Pitchfork
63
Jacques Gaspard Biberkopf makes music for turbulent times. A Lithuanian producer with roots in Berlin’s club underground, his music—a liquid, digital audio collage of distressed electronics and manipulated field recordings—suits a world buffeted by technological disruption and tidal waves of capital. It isn’t dance music, exactly—too abstract, too spacious. But Biberkopf works with the club in mind, such spaces being, as he told FACT, “a total, immersive environment, rather than a stage with a predefined fourth wall.” Like, say, Hyperdub boss Kode9 or the Turner Prize winner Mark Leckey, Biberkopf straddles the worlds of dance music, art practice and academic theory, in search of something profound or meaningful to say about the times in which we live.

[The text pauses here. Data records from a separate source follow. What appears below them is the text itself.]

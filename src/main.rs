use std::net::SocketAddr;
use std::path::PathBuf;

use anyhow::anyhow;
use axum_server::tls_rustls::RustlsConfig;
use clap::Parser;
use tokio::net::TcpListener;
use tracing::info;

use voice_relay::{ServerConfig, routes, state::AppState};

/// Voice Relay - real-time voice and text assistant server
#[derive(Parser, Debug)]
#[command(name = "voice-relay")]
#[command(version, about, long_about = None)]
struct Cli {
    /// Path to configuration file (YAML)
    #[arg(short = 'c', long = "config", value_name = "FILE")]
    config: Option<PathBuf>,
}

#[tokio::main]
async fn main() -> anyhow::Result<()> {
    // Load .env file if it exists (must be done before config loading)
    let _ = dotenvy::dotenv();

    tracing_subscriber::fmt::init();

    // Must be installed before any TLS connection is attempted
    rustls::crypto::ring::default_provider()
        .install_default()
        .map_err(|_| anyhow!("Failed to install default crypto provider"))?;

    let cli = Cli::parse();

    let config = if let Some(config_path) = cli.config {
        info!("Loading configuration from {}", config_path.display());
        ServerConfig::from_file(&config_path).map_err(|e| anyhow!(e.to_string()))?
    } else {
        ServerConfig::from_env().map_err(|e| anyhow!(e.to_string()))?
    };

    let address = config.address();
    let tls_config = config.tls.clone();

    let app_state = AppState::new(config).await;
    let app = routes::create_app(app_state);

    let socket_addr: SocketAddr = address
        .parse()
        .map_err(|e| anyhow!("Invalid server address '{}': {}", address, e))?;

    if let Some(tls) = tls_config {
        let rustls_config = RustlsConfig::from_pem_file(&tls.cert_path, &tls.key_path)
            .await
            .map_err(|e| {
                anyhow!(
                    "Failed to load TLS certificates from {} and {}: {}",
                    tls.cert_path.display(),
                    tls.key_path.display(),
                    e
                )
            })?;

        info!("Server listening on https://{} (TLS enabled)", socket_addr);

        axum_server::bind_rustls(socket_addr, rustls_config)
            .serve(app.into_make_service_with_connect_info::<SocketAddr>())
            .await
            .map_err(|e| anyhow!("TLS server error: {}", e))?;
    } else {
        info!("Server listening on http://{}", socket_addr);

        let listener = TcpListener::bind(&socket_addr).await?;
        axum::serve(
            listener,
            app.into_make_service_with_connect_info::<SocketAddr>(),
        )
        .await?;
    }

    Ok(())
}
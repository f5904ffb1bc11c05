use axum::{Json, extract::State, response::IntoResponse};
use serde::Serialize;
use std::sync::Arc;

use crate::state::AppState;

#[derive(Debug, Serialize)]
pub struct HealthResponse {
    pub status: &'static str,
    /// Live sessions across both endpoints
    pub sessions: usize,
    /// Upstream services that initialized successfully
    pub upstreams: Vec<String>,
}

/// Health check handler
pub async fn health_check(State(state): State<Arc<AppState>>) -> impl IntoResponse {
    Json(HealthResponse {
        status: "OK",
        sessions: state.sessions.len(),
        upstreams: state.upstreams(),
    })
}
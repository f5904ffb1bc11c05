//! Configuration for the Deepgram live transcription API.

use url::Url;

use crate::core::stt::base::{STTConfig, STTError};

/// Public Deepgram streaming endpoint
pub const DEEPGRAM_STT_URL: &str = "wss://api.deepgram.com/v1/listen";

/// Audio encodings understood by the relay.
///
/// Containerized formats (WebM/Ogg) carry their own codec information, so
/// Deepgram detects them from the stream; raw formats need explicit
/// `encoding` and `sample_rate` query parameters.
#[derive(Debug, Clone, Copy, PartialEq, Eq, Default)]
pub enum DeepgramEncoding {
    /// Opus in a WebM container, as produced by browser MediaRecorder
    #[default]
    WebmOpus,
    /// Opus in an Ogg container
    OggOpus,
    /// Raw 16-bit little-endian PCM
    Linear16,
    /// Raw 8-bit mu-law (telephony)
    Mulaw,
}

impl DeepgramEncoding {
    /// Query parameter value for raw encodings, `None` for containers
    pub fn query_value(&self) -> Option<&'static str> {
        match self {
            Self::WebmOpus | Self::OggOpus => None,
            Self::Linear16 => Some("linear16"),
            Self::Mulaw => Some("mulaw"),
        }
    }

    pub fn parse(value: &str) -> Result<Self, STTError> {
        match value.to_lowercase().replace('_', "-").as_str() {
            "webm-opus" | "webm" | "opus" => Ok(Self::WebmOpus),
            "ogg-opus" | "ogg" => Ok(Self::OggOpus),
            "linear16" | "pcm" | "pcm-s16le" => Ok(Self::Linear16),
            "mulaw" | "mu-law" => Ok(Self::Mulaw),
            other => Err(STTError::ConfigurationError(format!(
                "Unsupported audio encoding for Deepgram: {other}"
            ))),
        }
    }
}

/// Deepgram-specific configuration wrapped around the base `STTConfig`
#[derive(Debug, Clone)]
pub struct DeepgramSTTConfig {
    pub base: STTConfig,
    pub encoding: DeepgramEncoding,
    /// Milliseconds of silence before Deepgram finalizes an utterance
    pub endpointing_ms: Option<u32>,
    pub smart_format: bool,
}

impl DeepgramSTTConfig {
    pub fn from_base(base: STTConfig) -> Result<Self, STTError> {
        let encoding = DeepgramEncoding::parse(&base.encoding)?;
        Ok(Self {
            base,
            encoding,
            endpointing_ms: Some(300),
            smart_format: false,
        })
    }

    /// Build the WebSocket URL with all query parameters
    pub fn build_websocket_url(&self) -> Result<String, STTError> {
        let endpoint = self.base.endpoint_url.as_deref().unwrap_or(DEEPGRAM_STT_URL);
        let mut url = Url::parse(endpoint).map_err(|e| {
            STTError::ConfigurationError(format!("Invalid Deepgram URL '{endpoint}': {e}"))
        })?;

        {
            let mut query = url.query_pairs_mut();
            if !self.base.model.is_empty() {
                query.append_pair("model", &self.base.model);
            }
            if !self.base.language.is_empty() {
                query.append_pair("language", &self.base.language);
            }
            query.append_pair("punctuate", bool_str(self.base.punctuation));
            query.append_pair("interim_results", bool_str(self.base.interim_results));
            if let Some(encoding) = self.encoding.query_value() {
                query.append_pair("encoding", encoding);
                query.append_pair("sample_rate", &self.base.sample_rate.to_string());
                query.append_pair("channels", &self.base.channels.to_string());
            }
            if let Some(endpointing) = self.endpointing_ms {
                query.append_pair("endpointing", &endpointing.to_string());
            }
            if self.smart_format {
                query.append_pair("smart_format", "true");
            }
        }

        Ok(url.into())
    }
}

fn bool_str(value: bool) -> &'static str {
    if value { "true" } else { "false" }
}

Ecologies II: Ecosystems of Excess is a sequel to his 2015 EP Ecologies, and continues with many of its themes. This is a sort of speculative fiction in sound, dealing with the dawning of the Anthropocene, defined by scholars as the epoch of humankind: one of mass extinction, climate change, deforestation, oceans choked with plastic. Biberkopf is into collapsing boundaries—between the real and the virtual, the organic and synthetic, the gallery and the club. At times, Ecosystems Of Excess gestures towards dance music: see the pulsating trance synths that cut through “Transfiguration I: Enlightenment”; or “New World Order,” with its thudding, pressurized beats and flicking halogen hats. Elsewhere, it feels like a 2016 update of music concrete, as pioneered by figures like Bernard Parmegiani or Pierre Schaeffer. Processed electronics intermingle with heavily treated field recordings, tracks stretch out into protracted drones or twitch with sudden jump-cuts, and everything collapses into texture.

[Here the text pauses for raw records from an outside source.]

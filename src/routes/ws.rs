//! WebSocket route configuration
//!
//! # Endpoints
//!
//! - `GET /` - Voice endpoint: binary audio in, transcription/response/audio out
//! - `GET /text` - Text endpoint: `text` messages in, status/response out

use axum::{Router, routing::get};
use tower_http::trace::TraceLayer;

use crate::handlers::ws::{ws_text_handler, ws_voice_handler};
use crate::state::AppState;
use std::sync::Arc;

/// Create the WebSocket router
pub fn create_ws_router() -> Router<Arc<AppState>> {
    Router::new()
        .route("/", get(ws_voice_handler))
        .route("/text", get(ws_text_handler))
        .layer(TraceLayer::new_for_http())
}
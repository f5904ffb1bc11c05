//! Configuration types for Google Cloud Text-to-Speech.

use serde::{Deserialize, Serialize};

/// Output audio encodings supported by `text:synthesize`
#[derive(Debug, Clone, Copy, PartialEq, Eq, Default, Serialize, Deserialize)]
#[serde(rename_all = "SCREAMING_SNAKE_CASE")]
pub enum GoogleAudioEncoding {
    #[default]
    Mp3,
    OggOpus,
    Linear16,
    Mulaw,
}

impl GoogleAudioEncoding {
    #[inline]
    pub fn as_str(&self) -> &'static str {
        match self {
            Self::Mp3 => "MP3",
            Self::OggOpus => "OGG_OPUS",
            Self::Linear16 => "LINEAR16",
            Self::Mulaw => "MULAW",
        }
    }

    /// Parse from string, with fallback to default.
    pub fn from_str_or_default(s: &str) -> Self {
        match s.to_uppercase().replace('-', "_").as_str() {
            "MP3" => Self::Mp3,
            "OGG_OPUS" | "OPUS" => Self::OggOpus,
            "LINEAR16" | "PCM" | "WAV" => Self::Linear16,
            "MULAW" => Self::Mulaw,
            _ => Self::default(),
        }
    }
}

impl std::fmt::Display for GoogleAudioEncoding {
    fn fmt(&self, f: &mut std::fmt::Formatter<'_>) -> std::fmt::Result {
        write!(f, "{}", self.as_str())
    }
}

/// Voice gender requested from the API
#[derive(Debug, Clone, Copy, PartialEq, Eq, Default, Serialize, Deserialize)]
#[serde(rename_all = "SCREAMING_SNAKE_CASE")]
pub enum SsmlGender {
    #[default]
    Female,
    Male,
    Neutral,
    SsmlVoiceGenderUnspecified,
}

impl SsmlGender {
    #[inline]
    pub fn as_str(&self) -> &'static str {
        match self {
            Self::Female => "FEMALE",
            Self::Male => "MALE",
            Self::Neutral => "NEUTRAL",
            Self::SsmlVoiceGenderUnspecified => "SSML_VOICE_GENDER_UNSPECIFIED",
        }
    }

    pub fn from_str_or_default(s: &str) -> Self {
        match s.to_uppercase().as_str() {
            "FEMALE" => Self::Female,
            "MALE" => Self::Male,
            "NEUTRAL" => Self::Neutral,
            "" | "UNSPECIFIED" | "SSML_VOICE_GENDER_UNSPECIFIED" => {
                Self::SsmlVoiceGenderUnspecified
            }
            _ => Self::default(),
        }
    }
}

The influence of critical theory and contemporary art runs throughout the record. The titles here—“Technocracy”, “Wetware”, “Eruption Of The Amorphous”—gesture to sci-fi and cyberpunk, or resemble chapter headings plucked from an ambitious philosophy Ph.D dissertation. The LP, meanwhile comes packaged with an art book by the design studio Maximage, in which surreal landscapes are overlaid with an essay by the writer Deforrest Brown Jr. that blurs the edges between academic theory and avant-garde poetry.
This aesthetic is echoed in the music, which appears to resist clear interpretation. On “Eruption of the Amorphous,” voice software recites hollow platitudes. In the depths of “From Infinity To Here,” you can discern snatches of narrative—the splash of water, the rattle of a subway car, distant sobbing—but try to piece it together and you end up lost. The best moments here are those that set out to fool the ear. “Preacher” samples an African-American minister and makes him sound like a vein-popping MC of the Def Jux school. “Realer Than Real,” meanwhile, employs that common trope of 21st Century club music: the crack of gunshots. In a moment of pleasing absurdity, though, it chooses to blend it with the sound of panicking geese and cocktail jazz piano.
Like recent records by Rabit and the Haxan Cloak, Ecosystems of Excess feels very tactile: you feel it as much as hear it. But its tone of high academic seriousness is something of a stumbling block. An artist like Holly Herndon works with similar conceptual ideas, but makes them feel like a playground, not a lecture. If there’s another 2016 work of art that feels of a piece with Ecosystems of Excess can be formally daring and grimly thrilling in its bold, dystopian vision. But it can feel rather enervating, inducing a sense of paralysis and alienation. Right now, just a glimpse of the way forward would be very welcome.